Adding Randomness to Test Data

While tests can help improve the robustness of our applications, there is a limitation inherent to example-based testing - the sample data we use as examples in our tests. In this post, we will cover reducing some of these limitations by adding randomness to our tests. The examples in the post will be using FactoryBot, but similar concepts are applicable with other testing tools such as Rails' fixtures.

Sequences

Inline

A commonly used form of randomness in FactoryBot is sequences. When defining a factory, you can use the sequence method to have a block of code run when generating an attribute (as opposed to a hard-coded value). These are known as inline sequences.

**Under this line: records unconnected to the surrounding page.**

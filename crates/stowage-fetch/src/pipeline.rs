use std::path::{Path, PathBuf};
use std::sync::Arc;
use std::time::Duration;

use futures_util::StreamExt;
use stowage_fs::Workspace;
use stowage_rpc::HttpClient;
use stowage_store::Store;
use stowage_uri::{Algorithm, ContentUri};
use stowage_verify::{AnyHasher, Hasher};
use tokio::io::AsyncWriteExt;
use tracing::{Instrument, Span, debug, info, warn};

use crate::location::CandidateLocation;
use crate::resolver::Resolver;
use crate::{Error, Result};

pub const DOWNLOAD_FILE_PATH: &str = "/downloadFile";

/// Outcome of a load. Absence is an ordinary result, not an error.
#[derive(Debug, Clone, PartialEq, Eq)]
pub enum Fetched {
    Found(PathBuf),
    NotFound,
}

impl Fetched {
    pub fn is_found(&self) -> bool { matches!(self, Self::Found(_)) }

    pub fn path(&self) -> Option<&Path> {
        match self {
            Self::Found(path) => Some(path),
            Self::NotFound => None,
        }
    }

    pub fn into_path(self) -> Option<PathBuf> {
        match self {
            Self::Found(path) => Some(path),
            Self::NotFound => None,
        }
    }
}

#[derive(Clone, Debug, Default)]
pub struct FetchOptions {
    /// Upper bound on a single candidate's download. An elapsed timeout
    /// moves on to the next candidate.
    pub download_timeout: Option<Duration>,
}

impl FetchOptions {
    pub fn new() -> Self { Self::default() }

    pub fn download_timeout(mut self, timeout: Option<Duration>) -> Self {
        self.download_timeout = timeout;
        self
    }
}

/// Resolve, download, verify and commit.
///
/// Candidates are tried in delivery order. A candidate whose bytes do not
/// hash to the requested value, or whose transfer fails, is logged and
/// skipped. Scratch files live in a workspace under the store's staging
/// directory, so dropping a pending load removes them.
pub struct FetchPipeline<C> {
    resolver: Resolver<C>,
    store:    Store,
    options:  FetchOptions,
    span:     Span,
}

impl<C: HttpClient> FetchPipeline<C> {
    pub fn new(client: Arc<C>, store: Store) -> Self {
        Self {
            resolver: Resolver::new(client),
            store,
            options: FetchOptions::default(),
            span: Span::none(),
        }
    }

    pub fn with_options(mut self, options: FetchOptions) -> Self {
        self.options = options;
        self
    }

    /// Record all pipeline work, lookups included, under `span`.
    pub fn with_span(mut self, span: Span) -> Self {
        self.resolver = self.resolver.with_span(span.clone());
        self.span = span;
        self
    }

    pub fn resolver(&self) -> &Resolver<C> { &self.resolver }

    pub fn store(&self) -> &Store { &self.store }

    /// Return the stored copy when present, otherwise fetch it.
    pub async fn load(&self, uri: &ContentUri) -> Result<Fetched> {
        if let Some(path) = self.store.locate(uri.hash(), uri.algorithm()) {
            debug!(parent: &self.span, %uri, "found in local store");
            return Ok(Fetched::Found(path));
        }
        self.resolve_and_fetch(uri).await
    }

    pub async fn resolve_and_fetch(&self, uri: &ContentUri) -> Result<Fetched> {
        let algorithm = uri.algorithm();
        if !algorithm.is_digest() {
            return Err(Error::UnsupportedAlgorithm(algorithm));
        }

        async {
            if let Fetched::Found(path) = self.fetch_object(uri.hash(), algorithm).await? {
                return Ok(Fetched::Found(path));
            }
            match uri.manifest() {
                Some(manifest) if algorithm == Algorithm::Sha1 => {
                    self.fetch_via_manifest(uri.hash(), manifest).await
                }
                _ => {
                    info!(%uri, "no candidate provided verified content");
                    Ok(Fetched::NotFound)
                }
            }
        }
        .instrument(self.span.clone())
        .await
    }

    async fn fetch_object(&self, hash: &str, algorithm: Algorithm) -> Result<Fetched> {
        let mut locations = self.resolver.find_locations(hash, algorithm).await?;
        let workspace = Workspace::new_in(self.store.staging_dir())?;

        let mut attempt = 0usize;
        while let Some(location) = locations.next().await? {
            attempt += 1;
            let scratch = workspace.join(format!("candidate-{attempt}"));
            match self.download(&location, hash, algorithm, &scratch).await {
                Ok(size) => {
                    let committed = self.store.commit(&scratch, algorithm)?;
                    info!(
                        hash,
                        size,
                        node = %location.primary_node_id,
                        swarm = %location.swarm_name,
                        "fetched verified content"
                    );
                    return Ok(Fetched::Found(committed.path));
                }
                Err(e) if e.is_candidate_failure() => {
                    warn!(
                        hash,
                        attempt,
                        node = %location.primary_node_id,
                        swarm = %location.swarm_name,
                        error = %e,
                        "candidate rejected"
                    );
                    if let Err(e) = tokio::fs::remove_file(&scratch).await {
                        debug!(path = %scratch.display(), error = %e, "scratch file not removed");
                    }
                }
                Err(e) => return Err(e),
            }
        }

        debug!(hash, attempts = attempt, "candidates exhausted");
        Ok(Fetched::NotFound)
    }

    async fn download(
        &self,
        location: &CandidateLocation,
        hash: &str,
        algorithm: Algorithm,
        dest: &Path,
    ) -> Result<u64> {
        let transfer = self.stream_to_scratch(location, hash, algorithm, dest);
        match self.options.download_timeout {
            Some(limit) => tokio::time::timeout(limit, transfer)
                .await
                .map_err(|_| Error::Timeout(limit))?,
            None => transfer.await,
        }
    }

    async fn stream_to_scratch(
        &self,
        location: &CandidateLocation,
        hash: &str,
        algorithm: Algorithm,
        dest: &Path,
    ) -> Result<u64> {
        let io_err = |source| Error::Io {
            path: dest.to_path_buf(),
            source,
        };

        let client = self.resolver.client();
        let mut body = client
            .post_stream(DOWNLOAD_FILE_PATH, &location.download_request())
            .await?;
        let mut file = tokio::fs::File::create(dest).await.map_err(io_err)?;
        let mut hasher = AnyHasher::for_algorithm(algorithm)?;

        let mut size = 0u64;
        while let Some(chunk) = body.next().await {
            let bytes = chunk?;
            hasher.update(&bytes);
            file.write_all(&bytes).await.map_err(io_err)?;
            size += bytes.len() as u64;
        }
        file.flush().await.map_err(io_err)?;

        hasher.verify(hash)?;
        Ok(size)
    }

    async fn fetch_via_manifest(&self, sha1: &str, manifest_hash: &str) -> Result<Fetched> {
        info!(hash = sha1, manifest = manifest_hash, "fetching by manifest");
        if !self.store.contains(manifest_hash, Algorithm::Sha1)
            && !self.fetch_object(manifest_hash, Algorithm::Sha1).await?.is_found()
        {
            warn!(manifest = manifest_hash, "manifest not found");
            return Ok(Fetched::NotFound);
        }

        let manifest = self.store.read_manifest(manifest_hash)?;
        if !manifest.sha1.eq_ignore_ascii_case(sha1) {
            warn!(manifest = manifest_hash, describes = %manifest.sha1, "manifest describes another object");
            return Ok(Fetched::NotFound);
        }

        for (index, chunk) in manifest.chunks.iter().enumerate() {
            if self.store.contains(&chunk.sha1, Algorithm::Sha1) {
                continue;
            }
            if !self.fetch_object(&chunk.sha1, Algorithm::Sha1).await?.is_found() {
                warn!(hash = sha1, chunk = %chunk.sha1, index, "chunk not found");
                return Ok(Fetched::NotFound);
            }
            debug!(hash = sha1, index, total = manifest.chunks.len(), "chunk fetched");
        }

        let path = self.store.concatenate_chunks(sha1, manifest.chunk_hashes())?;
        Ok(Fetched::Found(path))
    }
}
use std::future::Future;
use std::path::Path;
use std::pin::Pin;

use bytes::Bytes;
use futures_util::{Stream, StreamExt};
use serde_json::Value;

use crate::{Error, Result};

pub type BoxStream<'a, T> = Pin<Box<dyn Stream<Item = T> + Send + 'a>>;

/// Transport seam for talking to the daemon's HTTP API.
///
/// Paths are relative to the daemon's base URL (e.g. `/findFile`).
/// Implementations report non-success statuses as [`Error::RequestFailed`]
/// before yielding any body bytes.
///
/// - [`ReqwestClient`]: production implementation
/// - in-process mocks in tests
pub trait HttpClient: Send + Sync {
    /// POST a JSON body and return the raw response body as a byte stream.
    fn post_stream(
        &self,
        path: &str,
        body: &Value,
    ) -> impl Future<Output = Result<BoxStream<'static, Result<Bytes>>>> + Send;

    /// Upload the file at `file` as the raw request body, with its length as
    /// `Content-Length`, and parse the JSON response.
    fn post_file(&self, path: &str, file: &Path) -> impl Future<Output = Result<Value>> + Send;

    /// POST a JSON body and parse the whole response as JSON.
    fn post_json(&self, path: &str, body: &Value) -> impl Future<Output = Result<Value>> + Send {
        async move {
            let mut stream = self.post_stream(path, body).await?;
            let mut buf = Vec::new();
            while let Some(chunk) = stream.next().await {
                buf.extend_from_slice(&chunk?);
            }
            Ok(serde_json::from_slice(&buf)?)
        }
    }
}

#[cfg(feature = "reqwest")]
mod reqwest_impl {
    use reqwest::StatusCode;
    use reqwest::header::{CONTENT_LENGTH, HeaderMap, HeaderName, HeaderValue};

    use super::*;

    /// Production HTTP client built on reqwest.
    #[derive(Debug, Clone)]
    pub struct ReqwestClient {
        client:   reqwest::Client,
        base_url: String,
        headers:  HeaderMap,
    }

    impl ReqwestClient {
        pub fn new(base_url: impl Into<String>) -> Result<Self> {
            let client = reqwest::Client::builder().build().map_err(Error::transport)?;
            Ok(Self {
                client,
                base_url: base_url.into().trim_end_matches('/').to_string(),
                headers: HeaderMap::new(),
            })
        }

        /// Extra headers sent with every request, e.g. API credentials.
        pub fn with_headers<'a>(
            mut self,
            headers: impl IntoIterator<Item = (&'a String, &'a String)>,
        ) -> Result<Self> {
            for (name, value) in headers {
                let name = HeaderName::from_bytes(name.as_bytes())
                    .map_err(|_| Error::InvalidHeader(name.clone()))?;
                let value =
                    HeaderValue::from_str(value).map_err(|_| Error::InvalidHeader(name.to_string()))?;
                self.headers.insert(name, value);
            }
            Ok(self)
        }

        pub fn base_url(&self) -> &str { &self.base_url }

        fn url(&self, path: &str) -> String {
            format!("{}/{}", self.base_url, path.trim_start_matches('/'))
        }
    }

    async fn check_status(response: reqwest::Response) -> Result<reqwest::Response> {
        let status = response.status();
        if status == StatusCode::OK {
            return Ok(response);
        }
        let body = response.text().await.unwrap_or_default();
        Err(Error::RequestFailed {
            status: status.as_u16(),
            body,
        })
    }

    impl HttpClient for ReqwestClient {
        async fn post_stream(&self, path: &str, body: &Value) -> Result<BoxStream<'static, Result<Bytes>>> {
            let response = self
                .client
                .post(self.url(path))
                .headers(self.headers.clone())
                .json(body)
                .send()
                .await
                .map_err(Error::transport)?;
            let response = check_status(response).await?;
            let stream = response.bytes_stream().map(|chunk| chunk.map_err(Error::transport));
            Ok(Box::pin(stream))
        }

        async fn post_file(&self, path: &str, file: &Path) -> Result<Value> {
            let io_err = |source| Error::Io {
                path: file.to_path_buf(),
                source,
            };
            let handle = tokio::fs::File::open(file).await.map_err(io_err)?;
            let len = handle.metadata().await.map_err(io_err)?.len();

            let response = self
                .client
                .post(self.url(path))
                .headers(self.headers.clone())
                .header(CONTENT_LENGTH, len)
                .body(reqwest::Body::from(handle))
                .send()
                .await
                .map_err(Error::transport)?;
            let response = check_status(response).await?;
            response.json().await.map_err(Error::transport)
        }
    }
}

#[cfg(feature = "reqwest")]
pub use reqwest_impl::ReqwestClient;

You may already be using inline sequences to avoid triggering uniqueness constraints. For example, if a User record requires a unique username you can use a sequence to append an ever-increasing number to the end of the generated username.

factory :user
  usename { "user-#{n}" }
end

Now, anytime we create a user, we will have a unique username attribute:

3.times { puts FactoryBot.build(:user) }

=> <User @username="user-1">
=> <User @username="user-2">
=> <User @username="user-3">

Global

FactoryBot also supports global sequences. These are named sequences that you can reference across factories, providing globally unique, valid data between models and attributes. An example of this may be generating sample email addresses. However, global sequences can generate any type of data. For example, at work, we have a simple string sequence that returns the string, "string," with a number appended.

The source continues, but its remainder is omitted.